As a current Universalist, yes, but only if their spiritual journey requires them to. One thing that many Universalists fail to truly comprehend is that many people think they are unworthy of Heaven, Nirvana, whatever their preferred afterlife may be. As such, they personally require some form of propitiation to take place before they can accept grace. In the Christian tradition, Christ provides that propitiation for us thru his crucifixion. Personally, as a Christian Universalist, I think the crucifixion was necessary because there are those who would not be willing to accept grace save by such a demonstration of God being willing to do whatever it takes to convince us stiff-necked sinners that our sins are not so great as to deprive us of God's love. Yet, I don't deny that there may be those who cannot be convinced save by experiencing Hell as a form of personal propitiation.

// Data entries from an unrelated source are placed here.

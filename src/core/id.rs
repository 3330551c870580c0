// Per-namespace id allocation: the allocator contract plus an in-memory reference counter.
use std::collections::HashMap;
use std::sync::{Mutex, MutexGuard, PoisonError};

use crate::core::error::{Error, ErrorKind};

/// Issues identifiers that strictly increase within each namespace.
///
/// Namespaces are compared exactly: `lab.Order` and `lab_order` are separate
/// counters. Shared across requests; implementations serialize their own increments.
pub trait IdAllocator: Send + Sync {
    fn next(&self, namespace: &str) -> Result<u64, Error>;
}

fn checked_namespace(namespace: &str) -> Result<&str, Error> {
    if namespace.trim().is_empty() {
        return Err(Error::new(ErrorKind::Usage)
            .with_message("namespace is empty")
            .with_hint("Declare a non-empty namespace in the entity schema."));
    }
    Ok(namespace)
}

#[derive(Debug, Default)]
pub struct MemoryIdAllocator {
    counters: Mutex<HashMap<String, u64>>,
}

impl MemoryIdAllocator {
    pub fn new() -> Self {
        Self::default()
    }

    /// Starts `namespace` after `last_issued`, e.g. the highest id already persisted.
    pub fn with_floor(mut self, namespace: &str, last_issued: u64) -> Self {
        let counters = self
            .counters
            .get_mut()
            .unwrap_or_else(PoisonError::into_inner);
        let entry = counters.entry(namespace.to_string()).or_insert(0);
        *entry = (*entry).max(last_issued);
        self
    }

    /// Last id issued for `namespace`, 0 if none.
    pub fn current(&self, namespace: &str) -> Result<u64, Error> {
        let namespace = checked_namespace(namespace)?;
        Ok(self.counters().get(namespace).copied().unwrap_or(0))
    }

    // Counter updates are single stores; a poisoned map is still consistent.
    fn counters(&self) -> MutexGuard<'_, HashMap<String, u64>> {
        self.counters.lock().unwrap_or_else(PoisonError::into_inner)
    }
}

impl IdAllocator for MemoryIdAllocator {
    fn next(&self, namespace: &str) -> Result<u64, Error> {
        let namespace = checked_namespace(namespace)?;
        let mut counters = self.counters();
        let counter = counters.entry(namespace.to_string()).or_insert(0);
        let id = counter.checked_add(1).ok_or_else(|| {
            Error::new(ErrorKind::Internal)
                .with_message("id space exhausted")
                .with_namespace(namespace)
        })?;
        *counter = id;
        tracing::trace!(namespace, id, "issued id");
        Ok(id)
    }
}
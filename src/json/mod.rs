//! Purpose: JSON decoding boundary for request bodies.
//! Exports: `parse` module with the batch parser and failure categorisation.
//! Role: Single seam for body decoding so callsites avoid ad hoc decode logic.
//! Invariants: Helper APIs stay small and deterministic (no hidden global state).

pub mod parse;
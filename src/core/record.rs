// Decoded request records and the canonical text form of a batch.
use serde_json::{Map, Value};

/// Any decoded JSON value. Objects keep insertion order.
pub type JsonValue = Value;

/// One decoded JSON object from a request body, before typed binding.
pub type RawRecord = Map<String, Value>;

/// Ordered records extracted from a single request body.
///
/// The canonical source text is kept in sync with the records: a single record
/// serializes as an object, several as an array, none as the empty string.
#[derive(Clone, Debug, Default, PartialEq)]
pub struct Batch {
    records: Vec<RawRecord>,
    source: String,
}

impl Batch {
    pub fn new(records: Vec<RawRecord>) -> Self {
        let source = canonical_source(&records);
        Self { records, source }
    }

    pub fn empty() -> Self {
        Self::default()
    }

    pub fn records(&self) -> &[RawRecord] {
        &self.records
    }

    pub fn first(&self) -> Option<&RawRecord> {
        self.records.first()
    }

    pub fn len(&self) -> usize {
        self.records.len()
    }

    pub fn is_empty(&self) -> bool {
        self.records.is_empty() || self.source.is_empty()
    }

    pub fn source(&self) -> &str {
        &self.source
    }

    /// Applies `entries` to every record, last writer wins.
    pub(crate) fn merge_all(&mut self, entries: &RawRecord) {
        if entries.is_empty() || self.records.is_empty() {
            return;
        }
        for record in &mut self.records {
            for (key, value) in entries {
                record.insert(key.clone(), value.clone());
            }
        }
        self.source = canonical_source(&self.records);
    }
}

fn canonical_source(records: &[RawRecord]) -> String {
    let encoded = match records {
        [] => return String::new(),
        [single] => serde_json::to_string(single),
        many => serde_json::to_string(many),
    };
    encoded.unwrap_or_default()
}
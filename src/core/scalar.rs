//! Purpose: Tolerant scalar coercion for loosely typed request fields.
//! Exports: `display_string`, `coerce_u64`, `json_type_name`.
//! Role: Shared by context accessors and the binder's id resolution.
//! Invariants: Coercion never fails loudly; unusable input yields `None` or "".
//! Invariants: Integral floats coerce like integers; numeric strings must be exact integers.

use serde_json::{Number, Value};

/// Renders a field value as plain text.
///
/// Strings come back unquoted, numbers and booleans in their literal form,
/// arrays and objects as compact JSON. Absent and null values render as "".
pub fn display_string(value: Option<&Value>) -> String {
    match value {
        None | Some(Value::Null) => String::new(),
        Some(Value::String(text)) => text.clone(),
        Some(Value::Bool(flag)) => flag.to_string(),
        Some(Value::Number(number)) => number_text(number),
        Some(other) => serde_json::to_string(other).unwrap_or_default(),
    }
}

/// Reads an unsigned integer out of a number or a numeric string.
///
/// Negative values, fractions, and anything non-numeric yield `None`.
pub fn coerce_u64(value: Option<&Value>) -> Option<u64> {
    match value? {
        Value::Number(number) => number_as_u64(number),
        Value::String(text) => text.parse::<u64>().ok(),
        _ => None,
    }
}

pub fn json_type_name(value: &Value) -> &'static str {
    match value {
        Value::Null => "null",
        Value::Bool(_) => "bool",
        Value::Number(_) => "number",
        Value::String(_) => "string",
        Value::Array(_) => "array",
        Value::Object(_) => "object",
    }
}

fn number_as_u64(number: &Number) -> Option<u64> {
    if let Some(value) = number.as_u64() {
        return Some(value);
    }
    if number.is_i64() {
        return None;
    }
    let value = number.as_f64()?;
    if value.is_finite() && value >= 0.0 && value.fract() == 0.0 && value < u64::MAX as f64 {
        Some(value as u64)
    } else {
        None
    }
}

fn number_text(number: &Number) -> String {
    if number.is_f64() {
        if let Some(value) = number.as_f64() {
            return format!("{value}");
        }
    }
    number.to_string()
}
impl EntitySnapshot {
    pub fn overflow(&self) -> RawRecord {
        if self.full_info.is_empty() {
            return RawRecord::new();
        }
        match serde_json::from_str::<Value>(&self.full_info) {
            Ok(Value::Object(record)) => record,
            _ => {
                tracing::debug!(id = self.id, "full info is not a json object");
                RawRecord::new()
            }
        }
    }

    pub fn last_modified_rfc3339(&self) -> Result<String, Error> {
        self.last_modified.format(&Rfc3339).map_err(|err| {
            Error::new(ErrorKind::Internal)
                .with_message("timestamp format failed")
                .with_source(err)
        })
    }
}

#[derive(Clone, Debug, Eq, PartialEq)]
pub struct BindIssue {
    pub code: String,
    pub message: String,
    pub record: Option<usize>,
    pub field: Option<String>,
}

impl BindIssue {
    pub(crate) fn field(record: usize, issue: FieldIssue) -> Self {
        Self {
            code: "field-coercion".to_string(),
            message: issue.error.to_string(),
            record: Some(record),
            field: Some(issue.field),
        }
    }

    pub(crate) fn record(code: &str, message: impl Into<String>, record: Option<usize>) -> Self {
        Self {
            code: code.to_string(),
            message: message.into(),
            record,
            field: None,
        }
    }
}

#[derive(Clone, Debug, Default, Eq, PartialEq)]
pub struct BindOutcome {
    /// One snapshot per batch record, in batch order.
    pub snapshots: Vec<EntitySnapshot>,
    /// Empty unless `BindOptions::collect_issues` is set.
    pub issues: Vec<BindIssue>,
}

impl BindOutcome {
    pub fn first(&self) -> Option<&EntitySnapshot> {
        self.snapshots.first()
    }
}

/// Something a batch can be bound into: one entity or a list of them.
pub trait BindTarget {
    type Item: Entity;

    fn decode_batch(&mut self, batch: &Batch, issues: &mut Vec<BindIssue>);
}

impl<E: Entity> BindTarget for E {
    type Item = E;

    /// A lone entity only takes a single-record batch; a list cannot decode
    /// into one struct, so it is absorbed and the entity stays as it was.
    fn decode_batch(&mut self, batch: &Batch, issues: &mut Vec<BindIssue>) {
        match batch.records() {
            [] => {}
            [record] => {
                for issue in E::schema().decode_into(self, record) {
                    issues.push(BindIssue::field(0, issue));
                }
            }
            many => issues.push(BindIssue::record(
                "target-shape",
                format!("{} records cannot bind into a single entity", many.len()),
                None,
            )),
        }
    }
}

impl<E: Entity> BindTarget for Vec<E> {
    type Item = E;

    /// Resizes to the batch length and decodes positionally, reusing existing elements.
    fn decode_batch(&mut self, batch: &Batch, issues: &mut Vec<BindIssue>) {
        self.resize_with(batch.len(), E::default);
        let schema = E::schema();
        for (index, (entity, record)) in self.iter_mut().zip(batch.records()).enumerate() {
            for issue in schema.decode_into(entity, record) {
                issues.push(BindIssue::field(index, issue));
            }
        }
    }
}

#[derive(Clone, Copy, Debug)]
pub struct FieldBinder {
    time: OffsetDateTime,
    options: BindOptions,
}

impl FieldBinder {
    pub fn new(time: OffsetDateTime, options: BindOptions) -> Self {
        Self { time, options }
    }

    /// Merges `attachments` into every record of `batch`, decodes the batch into
    /// `target`, and returns one snapshot per record.
    pub fn bind<T: BindTarget>(
        &self,
        batch: &mut Batch,
        target: &mut T,
        attachments: &[Attachment],
    ) -> Result<BindOutcome, Error> {
        let schema = <T::Item as Entity>::schema();
        schema.validate()?;

        for attachment in attachments {
            batch.merge_all(attachment.entries());
        }

        let mut issues = Vec::new();
        target.decode_batch(batch, &mut issues);
        for issue in &issues {
            tracing::debug!(
                namespace = schema.namespace(),
                code = %issue.code,
                record = ?issue.record,
                field = ?issue.field,
                "absorbed bind issue"
            );
        }

        let snapshots = batch
            .records()
            .iter()
            .map(|record| self.snapshot(schema, record))
            .collect();

        if !self.options.collect_issues {
            issues.clear();
        }
        Ok(BindOutcome { snapshots, issues })
    }

    fn snapshot<E: Entity>(&self, schema: &Schema<E>, record: &RawRecord) -> EntitySnapshot {
        EntitySnapshot {
            id: coerce_u64(record.get(ID_FIELD)).unwrap_or(0),
            last_modified: self.time,
            full_info: overflow::full_info(record, schema.declared_fields()),
        }
    }
}

/// Rebuilds the complete document for an entity: overflow fields, then the
/// typed fields, then `Id` and `LastModified` from the snapshot.
pub fn compose<E: Entity>(entity: &E, snapshot: &EntitySnapshot) -> Result<RawRecord, Error> {
    let mut document = snapshot.overflow();
    for (key, value) in E::schema().encode(entity) {
        document.insert(key, value);
    }
    document.insert(ID_FIELD.to_string(), Value::from(snapshot.id));
    document.insert(
        LAST_MODIFIED_FIELD.to_string(),
        Value::String(snapshot.last_modified_rfc3339()?),
    );
    Ok(document)
}
#[derive(Clone, Debug, Eq, PartialEq)]
pub struct CoercionError {
    pub expected: &'static str,
    pub found: &'static str,
}

impl CoercionError {
    pub fn new(expected: &'static str, found: &Value) -> Self {
        Self {
            expected,
            found: json_type_name(found),
        }
    }
}

impl fmt::Display for CoercionError {
    fn fmt(&self, f: &mut fmt::Formatter<'_>) -> fmt::Result {
        write!(f, "expected {}, found {}", self.expected, self.found)
    }
}

/// A field whose value was present but could not be coerced.
#[derive(Clone, Debug, Eq, PartialEq)]
pub struct FieldIssue {
    /// Path from the record root, e.g. `Name`, `Address.City`, `Contacts[2]`.
    pub field: String,
    pub error: CoercionError,
}

impl FieldIssue {
    pub fn new(field: impl Into<String>, error: CoercionError) -> Self {
        Self {
            field: field.into(),
            error,
        }
    }
}

fn child_path(parent: &str, name: &str) -> String {
    if parent.is_empty() {
        name.to_string()
    } else {
        format!("{parent}.{name}")
    }
}

/// Conversion between a JSON value and a typed field.
pub trait FieldValue: Sized {
    fn decode(value: &Value) -> Result<Self, CoercionError>;

    fn encode(&self) -> Value;

    /// Value to store when the document carries an explicit `null`.
    /// `None` leaves the field as it was.
    fn decode_null() -> Option<Self> {
        None
    }

    /// Decodes what coerces and records the rest under `path`. `None` leaves
    /// the field as it was.
    fn decode_lenient(value: &Value, path: &str, issues: &mut Vec<FieldIssue>) -> Option<Self> {
        match Self::decode(value) {
            Ok(decoded) => Some(decoded),
            Err(error) => {
                issues.push(FieldIssue::new(path, error));
                None
            }
        }
    }
}

impl FieldValue for String {
    fn decode(value: &Value) -> Result<Self, CoercionError> {
        value
            .as_str()
            .map(str::to_string)
            .ok_or_else(|| CoercionError::new("string", value))
    }

    fn encode(&self) -> Value {
        Value::String(self.clone())
    }
}

impl FieldValue for bool {
    fn decode(value: &Value) -> Result<Self, CoercionError> {
        value.as_bool().ok_or_else(|| CoercionError::new("bool", value))
    }

    fn encode(&self) -> Value {
        Value::Bool(*self)
    }
}

macro_rules! unsigned_field {
    ($($ty:ty),*) => {$(
        impl FieldValue for $ty {
            fn decode(value: &Value) -> Result<Self, CoercionError> {
                value
                    .as_u64()
                    .and_then(|raw| <$ty>::try_from(raw).ok())
                    .ok_or_else(|| CoercionError::new(stringify!($ty), value))
            }

            fn encode(&self) -> Value {
                Value::from(*self)
            }
        }
    )*};
}
//! Purpose: Define the public Rust API boundary for docbind.
//! Exports: Request context, binding, schema, allocator and error types used by handlers.
//! Role: Public, additive-only surface over the core modules.
//! Invariants: Handlers should only need items re-exported here.

mod context;

pub use crate::core::binder::{
    Attachment, BindIssue, BindOptions, BindOutcome, BindTarget, EntitySnapshot, FieldBinder,
    compose,
};
pub use crate::core::error::{Error, ErrorKind};
pub use crate::core::id::{IdAllocator, MemoryIdAllocator};
pub use crate::core::record::{Batch, JsonValue, RawRecord};
pub use crate::core::schema::{CoercionError, Entity, FieldIssue, FieldValue, Schema, SchemaBuilder};
pub use crate::json::parse::{
    ParseFailureCategory, ParseReport, SkippedElement, parse, parse_report,
};
pub use context::{ContextBuilder, LoginUser, RequestContext, UploadedFile};
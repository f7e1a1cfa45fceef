#![deny(missing_docs)]
//! Process-wide settings for pluggable overrides.
//!
//! A [`SettingsSource`] maps string keys to raw JSON values. The host loads
//! settings once at startup and treats them as read-only while serving
//! calls, so sources are plain `Send + Sync` values with no locking.
//!
//! | Source | Backing |
//! |--------|---------|
//! | [`Settings`] | In-memory map, loadable from JSON or TOML |
//! | [`EnvSettings`] | Snapshot of prefixed process environment variables |
//! | [`LayeredSettings`] | Ordered stack of sources, first definition wins |
//!
//! Override keys are normalized through [`OverrideSetting`].

mod env;
mod error;
mod file;
mod value;

pub use env::EnvSettings;
pub use error::SettingsError;
pub use value::OverrideSetting;

use serde::{Deserialize, Serialize};
use serde_json::{Map, Value};
use std::sync::Arc;

/// A read-only key→value settings lookup.
pub trait SettingsSource: Send + Sync {
    /// The raw value stored under `key`, or `None` when the key is absent.
    fn lookup(&self, key: &str) -> Result<Option<Value>, SettingsError>;

    /// The normalized override list stored under `key`.
    ///
    /// Absent keys normalize to an empty setting.
    fn override_setting(&self, key: &str) -> Result<OverrideSetting, SettingsError> {
        match self.lookup(key)? {
            Some(value) => OverrideSetting::from_value(key, &value),
            None => Ok(OverrideSetting::none()),
        }
    }
}

impl<T: SettingsSource + ?Sized> SettingsSource for Arc<T> {
    fn lookup(&self, key: &str) -> Result<Option<Value>, SettingsError> {
        (**self).lookup(key)
    }
}

/// In-memory settings map.
#[derive(Debug, Clone, Default, PartialEq, Serialize, Deserialize)]
#[serde(transparent)]
pub struct Settings {
    values: Map<String, Value>,
}

impl Settings {
    /// Empty settings.
    pub fn new() -> Self {
        Self::default()
    }

    /// Builder-style insert.
    #[must_use]
    pub fn with(mut self, key: impl Into<String>, value: impl Into<Value>) -> Self {
        self.insert(key, value);
        self
    }

    /// Insert a value, returning the previous one.
    pub fn insert(&mut self, key: impl Into<String>, value: impl Into<Value>) -> Option<Value> {
        self.values.insert(key.into(), value.into())
    }

    /// Borrow the value under `key`.
    pub fn get(&self, key: &str) -> Option<&Value> {
        self.values.get(key)
    }

    /// True if `key` is defined (even as a falsy value).
    pub fn contains_key(&self, key: &str) -> bool {
        self.values.contains_key(key)
    }

    /// Defined keys, sorted.
    pub fn keys(&self) -> impl Iterator<Item = &str> {
        self.values.keys().map(String::as_str)
    }

    /// Number of defined keys.
    pub fn len(&self) -> usize {
        self.values.len()
    }

    /// True if no key is defined.
    pub fn is_empty(&self) -> bool {
        self.values.is_empty()
    }

    /// Copy every key of `other` into `self`, overwriting existing keys.
    pub fn merge(&mut self, other: Settings) {
        self.values.extend(other.values);
    }
}

impl From<Map<String, Value>> for Settings {
    fn from(values: Map<String, Value>) -> Self {
        Self { values }
    }
}

impl SettingsSource for Settings {
    fn lookup(&self, key: &str) -> Result<Option<Value>, SettingsError> {
        Ok(self.values.get(key).cloned())
    }
}

/// An ordered stack of sources. The first source that defines a key wins,
/// even when its value is falsy.
#[derive(Clone, Default)]
pub struct LayeredSettings {
    layers: Vec<Arc<dyn SettingsSource>>,
}

impl LayeredSettings {
    /// An empty stack.
    pub fn new() -> Self {
        Self::default()
    }

    /// Add a layer below the existing ones.
    #[must_use]
    pub fn layer(mut self, source: impl SettingsSource + 'static) -> Self {
        self.layers.push(Arc::new(source));
        self
    }

    /// Add a shared layer below the existing ones.
    pub fn push(&mut self, source: Arc<dyn SettingsSource>) {
        self.layers.push(source);
    }

    /// Number of layers.
    pub fn len(&self) -> usize {
        self.layers.len()
    }

    /// True if there are no layers.
    pub fn is_empty(&self) -> bool {
        self.layers.is_empty()
    }
}

impl std::fmt::Debug for LayeredSettings {
    fn fmt(&self, f: &mut std::fmt::Formatter<'_>) -> std::fmt::Result {
        f.debug_struct("LayeredSettings")
            .field("layers", &self.layers.len())
            .finish()
    }
}

impl SettingsSource for LayeredSettings {
    fn lookup(&self, key: &str) -> Result<Option<Value>, SettingsError> {
        for layer in &self.layers {
            if let Some(value) = layer.lookup(key)? {
                return Ok(Some(value));
            }
        }
        Ok(None)
    }
}

#[cfg(test)]
mod tests {
    use super::*;
    use serde_json::json;

    fn _assert_send_sync<T: Send + Sync>() {}

    #[test]
    fn object_safety() {
        _assert_send_sync::<Box<dyn SettingsSource>>();
        _assert_send_sync::<Arc<dyn SettingsSource>>();
        _assert_send_sync::<LayeredSettings>();
        let _: Arc<dyn SettingsSource> = Arc::new(Settings::new());
    }

    #[test]
    fn absent_key_is_empty_setting() {
        let settings = Settings::new();
        assert!(settings.override_setting("MISSING").unwrap().is_empty());
    }

    #[test]
    fn builder_and_lookup() {
        let settings = Settings::new()
            .with("ONE", "m.f")
            .with("MANY", json!(["m.f", "n.g"]));
        assert_eq!(settings.len(), 2);
        assert_eq!(settings.override_setting("ONE").unwrap().names(), ["m.f"]);
        assert_eq!(
            settings.override_setting("MANY").unwrap().names(),
            ["m.f", "n.g"]
        );
    }

    #[test]
    fn first_layer_defining_key_wins() {
        let top = Settings::new().with("A", json!(null));
        let bottom = Settings::new().with("A", "m.f").with("B", "n.g");
        let layered = LayeredSettings::new().layer(top).layer(bottom);

        // top defines A (as null), so bottom's value is shadowed
        assert!(layered.override_setting("A").unwrap().is_empty());
        assert_eq!(layered.override_setting("B").unwrap().names(), ["n.g"]);
        assert_eq!(layered.lookup("C").unwrap(), None);
    }

    #[test]
    fn merge_overwrites() {
        let mut base = Settings::new().with("A", "x.a").with("B", "x.b");
        base.merge(Settings::new().with("B", "y.b"));
        assert_eq!(base.get("A"), Some(&json!("x.a")));
        assert_eq!(base.get("B"), Some(&json!("y.b")));
    }
}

I do realize my conception of Hell, more closely resembles the classic version of Purgatory, but my view of the afterlife is such that it occurs outside linear time, so even an infinity of time spent in Hell is not boundless.
First, I answered NO, but by no I mean am talking about eternal suffering. Hell exists but I don't think that anyone should spend eternity suffering, nor would most people want to. As to the quotation, I would point out that 19th Universalists were divided into two camps, one that believed in ultra-universalism, meaning that all go directly to heaven and don't have to spend any time in hell and the restorationists who believed in a period of appropriate punishment in a temporary kind of purgatory for the harm that they had commited.